To adjust the references we collect you'd maybe could use a callback
to get_references_in_stmt
to adjust them.
OTOH post-processing the DRs in if_convertible_loop_p_1 can be as simple as
Index: tree-if-conv.c
===================================================================
--- tree-if-conv.c (revision 234215)
+++ tree-if-conv.c (working copy)
@@ -1235,6 +1220,38 @@ if_convertible_loop_p_1 (struct loop *lo
for (i = 0; refs->iterate (i, &dr); i++)
{
+ tree *refp = &DR_REF (dr);
+ while ((TREE_CODE (*refp) == COMPONENT_REF
+ && TREE_OPERAND (*refp, 2) == NULL_TREE)

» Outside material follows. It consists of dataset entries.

use crate::auth::AuthError;
use crate::config::ConfigError;
use crate::prospects::repository::{NotificationError, RepositoryError};
use crate::telemetry::TelemetryError;
use std::fmt;

#[derive(Debug)]
pub enum AppError {
    Config(ConfigError),
    Telemetry(TelemetryError),
    Io(std::io::Error),
    Server(axum::Error),
    Storage(RepositoryError),
    Auth(AuthError),
    Notification(NotificationError),
}

impl fmt::Display for AppError {
    fn fmt(&self, f: &mut fmt::Formatter<'_>) -> fmt::Result {
        match self {
            AppError::Config(err) => write!(f, "configuration error: {}", err),
            AppError::Telemetry(err) => write!(f, "telemetry error: {}", err),
            AppError::Io(err) => write!(f, "io error: {}", err),
            AppError::Server(err) => write!(f, "server error: {}", err),
            AppError::Storage(err) => write!(f, "storage error: {}", err),
            AppError::Auth(err) => write!(f, "credential error: {}", err),
            AppError::Notification(err) => write!(f, "mail setup error: {}", err),
        }
    }
}

impl std::error::Error for AppError {
    fn source(&self) -> Option<&(dyn std::error::Error + 'static)> {
        match self {
            AppError::Config(err) => Some(err),
            AppError::Telemetry(err) => Some(err),
            AppError::Io(err) => Some(err),
            AppError::Server(err) => Some(err),
            AppError::Storage(err) => Some(err),
            AppError::Auth(err) => Some(err),
            AppError::Notification(err) => Some(err),
        }
    }
}

impl From<ConfigError> for AppError {
    fn from(value: ConfigError) -> Self {
        Self::Config(value)
    }
}

impl From<TelemetryError> for AppError {
    fn from(value: TelemetryError) -> Self {
        Self::Telemetry(value)
    }
}

impl From<std::io::Error> for AppError {
    fn from(value: std::io::Error) -> Self {
        Self::Io(value)
    }
}

impl From<axum::Error> for AppError {
    fn from(value: axum::Error) -> Self {
        Self::Server(value)
    }
}

impl From<RepositoryError> for AppError {
    fn from(value: RepositoryError) -> Self {
        Self::Storage(value)
    }
}

impl From<AuthError> for AppError {
    fn from(value: AuthError) -> Self {
        Self::Auth(value)
    }
}

impl From<NotificationError> for AppError {
    fn from(value: NotificationError) -> Self {
        Self::Notification(value)
    }
}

+ || TREE_CODE (*refp) == IMAGPART_EXPR
+ || TREE_CODE (*refp) == REALPART_EXPR)
+ refp = &TREE_OPERAND (*refp, 0);
+ if (refp != &DR_REF (dr))
+ {
+ tree saved_base = *refp;
+ *refp = integer_zero_node;
+
+ if (DR_INIT (dr))
+ {
+ tree poffset;
+ int punsignedp, preversep, pvolatilep;
+ machine_mode pmode;
+ HOST_WIDE_INT pbitsize, pbitpos;
+ get_inner_reference (DR_REF (dr), &pbitsize, &pbitpos, &poffset,
+ &pmode, &punsignedp, &preversep, &pvolatilep,
+ false);
+ gcc_assert (poffset == NULL_TREE);
+
+ DR_INIT (dr)
+ = wide_int_to_tree (ssizetype,
+ wi::sub (DR_INIT (dr),
+ pbitpos / BITS_PER_UNIT));
+ }
+
+ *refp = saved_base;
+ DR_REF (dr) = *refp;
+ }
+
dr->aux = XNEW (struct ifc_dr);
DR_BASE_W_UNCONDITIONALLY (dr) = false;
DR_RW_UNCONDITIONALLY (dr) = false;
Can you add a testcase for the vectorization?
Richard.
> Thanks,
> bin
>
>
> 2016-03-11 Bin Cheng <[email protected]>
>
> PR tree-optimization/56625
> PR tree-optimization/69489
> * tree-data-ref.h (innermost_loop_behavior_hash): New class for
> hashing struct innermost_loop_behavior.
> (DR_INNERMOST): New macro.
> * tree-if-conv.c (innermost_DR_map): New map.
> (ref_DR_map, baseref_DR_map): Revise the comment.
> (hash_memrefs_baserefs_and_store_DRs_read_written_info): Store DR
> to innermost_DR_map if it has innermost loop behavior and is not
> a compound reference.
> (ifcvt_memrefs_wont_trap): Get DR from innermost_DR_map if it has
> innermost loop behavior and is not a compound reference.
> (if_convertible_loop_p_1): Initialize innermost_DR_map.
> (if_convertible_loop_p): Release innermost_DR_map.
>
> gcc/testsuite/ChangeLog
> 2016-03-11 Bin Cheng <[email protected]>
>
> PR tree-optimization/56625
> PR tree-optimization/69489
> * gcc.dg/tree-ssa/ifc-pr69489-1.c: New test.
>